Według statystyk, co drugi Polak, chociaż raz w życiu był na diecie. Mnogość diet jest tak wielka, że aby ich wszystkich spróbować nie starczyłoby życia. A efekty większości z nich są żadne, a często przyczyniają się pogorszenia stanu zdrowia, albo kończą się tym, że osoba tyje, a nie chudnie. Ale dieta to nie tylko odchudzanie, a przede wszystkim umiejętne odżywianie się tak, by bilansować odpowiednio swoje posiłki i utrzymywać dla siebie odpowiednią wagę ciała.
Dorosły mężczyzna, który nie pracuje fizycznie powinien dostarczać organizmowi około 2500 kalorii, jeśli uprawia sport wyczynowy lub pracuje fizycznie nawet ponad 3000. Kobieta w średnim wieku, przeciętnego wzrostu i wagi – około 2000 kalorii. Dla przykładu trenująca po kilka godzin dziennie olimpijka Justyna Kowalczyk zjada dziennie aż 6000 kalorii! Osoby odchudzające się powinny przyjmować 1500 kalorii dziennie.
Dieta wysokoenergetyczna polega na odróżnianiu w jadłospisie węglowodanów dobrych i złych. Dobre to te złożone, czyli cukry złożone, które podczas trawienia w organizmie rozkładają się dłużej, przez co dawka energii dostarczana przez pokarm działa dłużej i rzadziej sięgamy po jedzenie. Odwrotnie rzecz się ma z węglowodanami prostymi, które ożywiają tylko na chwilę, przez to częściej jesteśmy głodni.
Kiedy człowiek uzmysłowi sobie i nauczy się odróżniać od siebie cukry proste i złożone, i odpowiednio połączy je w diecie nie powinien mieć nigdy problemów z utrzymaniem wagi, o ile oczywiście jest zdrowy. Zbilansowanie spożywania węglowodanów jest bardzo ważne. Mimo tego, że węglowodany proste są szkodliwe, nie można wykluczyć ich całkowicie, ponieważ one też są potrzebne. Optymalnie w posiłkach powinny one zajmować około 20% całości.

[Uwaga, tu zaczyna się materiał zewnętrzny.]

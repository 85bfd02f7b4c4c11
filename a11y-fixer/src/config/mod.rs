//! Settings loading.
//!
//! Settings come from an optional TOML file. When no file is named on the
//! command line, the `A11Y_FIXER_CONFIG` environment variable is consulted,
//! and when neither is set the built-in defaults apply.

mod error;
mod settings;

pub use error::ConfigError;
pub use settings::{
    BatchSettings, FixerSettings, IssueSettings, PollingSettings, RateLimitSettings, Settings,
};

use crate::templates::DEFAULT_ISSUE_TEMPLATE;
use std::path::{Path, PathBuf};
use tracing::{debug, info};

/// Environment variable naming the settings file.
pub const CONFIG_ENV_VAR: &str = "A11Y_FIXER_CONFIG";

/// Loads and validates a settings file.
///
/// A relative `issue.template-path` is resolved against the directory
/// containing the settings file.
///
/// # Arguments
///
/// * `path` - Path to the TOML settings file
///
/// # Errors
///
/// Returns [`ConfigError`] if the file is missing, unreadable, malformed, or
/// fails validation.
pub fn load_settings(path: &Path) -> Result<Settings, ConfigError> {
    debug!(path = %path.display(), "Loading settings");

    if !path.exists() {
        return Err(ConfigError::MissingFile {
            path: path.display().to_string(),
        });
    }

    let content = std::fs::read_to_string(path).map_err(|e| ConfigError::IoError {
        path: path.display().to_string(),
        source: e,
    })?;

    let mut settings: Settings = toml::from_str(&content).map_err(|e| ConfigError::TomlError {
        path: path.display().to_string(),
        source: e,
    })?;

    settings.validate(path)?;

    if let Some(template_path) = settings.issue.template_path.take() {
        let base = path.parent().unwrap_or_else(|| Path::new("."));
        settings.issue.template_path = Some(base.join(template_path));
    }

    Ok(settings)
}

/// Resolves the settings for a run.
///
/// Uses `explicit` when given, else the file named by [`CONFIG_ENV_VAR`], else
/// the defaults.
///
/// # Errors
///
/// Returns [`ConfigError`] if a named settings file cannot be loaded.
pub fn resolve_settings(explicit: Option<&Path>) -> Result<Settings, ConfigError> {
    let from_env = std::env::var_os(CONFIG_ENV_VAR)
        .filter(|value| !value.is_empty())
        .map(PathBuf::from);

    match explicit.map(Path::to_path_buf).or(from_env) {
        Some(path) => {
            info!(path = %path.display(), "Using settings file");
            load_settings(&path)
        }
        None => {
            debug!("No settings file given, using defaults");
            Ok(Settings::default())
        }
    }
}

/// Returns the issue body template selected by the settings.
///
/// # Errors
///
/// Returns [`ConfigError`] if the custom template cannot be read or is empty.
pub fn load_issue_template(settings: &Settings) -> Result<String, ConfigError> {
    let Some(path) = settings.issue.template_path.as_deref() else {
        return Ok(DEFAULT_ISSUE_TEMPLATE.to_string());
    };

    let template = std::fs::read_to_string(path).map_err(|e| ConfigError::IoError {
        path: path.display().to_string(),
        source: e,
    })?;

    if template.trim().is_empty() {
        return Err(ConfigError::ValidationError {
            path: path.display().to_string(),
            message: "issue template is empty".to_string(),
        });
    }

    Ok(template)
}

#[cfg(test)]
mod tests {
    use super::*;
    use std::fs;
    use tempfile::TempDir;

    #[test]
    fn loads_settings_file() {
        let temp = TempDir::new().unwrap();
        let path = temp.path().join("a11y-fixer.toml");
        fs::write(
            &path,
            r#"
[fixer]
login = "my-bot"

[issue]
template-path = "templates/issue.md"
"#,
        )
        .unwrap();

        let settings = load_settings(&path).unwrap();

        assert_eq!(settings.fixer.login, "my-bot");
        assert_eq!(
            settings.issue.template_path,
            Some(temp.path().join("templates/issue.md"))
        );
    }

    #[test]
    fn missing_file_is_reported() {
        let temp = TempDir::new().unwrap();

        let result = load_settings(&temp.path().join("nope.toml"));

        assert!(matches!(result, Err(ConfigError::MissingFile { .. })));
    }

    #[test]
    fn malformed_toml_is_reported() {
        let temp = TempDir::new().unwrap();
        let path = temp.path().join("bad.toml");
        fs::write(&path, "[polling\nmax-attempts = 3").unwrap();

        assert!(matches!(
            load_settings(&path),
            Err(ConfigError::TomlError { .. })
        ));
    }

    #[test]
    fn invalid_values_are_rejected() {
        let temp = TempDir::new().unwrap();
        let path = temp.path().join("zero.toml");
        fs::write(&path, "[batch]\nsize = 0\n").unwrap();

        assert!(matches!(
            load_settings(&path),
            Err(ConfigError::ValidationError { .. })
        ));
    }

    #[test]
    fn resolves_from_environment() {
        let temp = TempDir::new().unwrap();
        let path = temp.path().join("env.toml");
        fs::write(&path, "[polling]\nmax-attempts = 2\n").unwrap();

        let settings = temp_env::with_var(CONFIG_ENV_VAR, Some(&path), || {
            resolve_settings(None).unwrap()
        });

        assert_eq!(settings.polling.max_attempts, 2);
    }

    #[test]
    fn explicit_path_wins_over_environment() {
        let temp = TempDir::new().unwrap();
        let explicit = temp.path().join("explicit.toml");
        fs::write(&explicit, "[batch]\nsize = 4\n").unwrap();

        let settings = temp_env::with_var(CONFIG_ENV_VAR, Some("/does/not/exist.toml"), || {
            resolve_settings(Some(&explicit)).unwrap()
        });

        assert_eq!(settings.batch.size, 4);
    }

    #[test]
    fn defaults_without_any_file() {
        let settings = temp_env::with_var_unset(CONFIG_ENV_VAR, || resolve_settings(None).unwrap());

        assert_eq!(settings, Settings::default());
    }

    #[test]
    fn loads_default_and_custom_templates() {
        let temp = TempDir::new().unwrap();
        assert_eq!(
            load_issue_template(&Settings::default()).unwrap(),
            DEFAULT_ISSUE_TEMPLATE
        );

        let template_path = temp.path().join("issue.md");
        fs::write(&template_path, "{{problem_short}}").unwrap();
        let mut settings = Settings::default();
        settings.issue.template_path = Some(template_path);
        assert_eq!(load_issue_template(&settings).unwrap(), "{{problem_short}}");

        let empty_path = temp.path().join("empty.md");
        fs::write(&empty_path, "  \n").unwrap();
        settings.issue.template_path = Some(empty_path);
        assert!(matches!(
            load_issue_template(&settings),
            Err(ConfigError::ValidationError { .. })
        ));
    }
}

Cukry proste to m.in. fruktoza, glukoza i galaktoza, czyli to, z czego składają się słodycze, napoje i owoce. Jedzenie dużej ilości owoców wcale nie jest takie zdrowe jak się nam wmawia od lat, ich ilość także trzeba ograniczać w ciągu dnia. Dobre węglowodany występują w tzw. produktach ciemnych, czyli zdrowszy będzie ciemny chleb, makarony i ryże, oczywiście gotowane na półtwardo. Owoce lepiej zastąpić surowymi warzywami, ponieważ podczas gotowania tracą one swoje wartości odżywcze. Do tego dużo chudego mięsa, ryb i nabiału, ale tego niesłodzonego, czyli jogurty naturalne i twaróg zamiast serków homogenizowanych czy deserów mlecznych. No i należy zjadać pięć posiłków dziennie.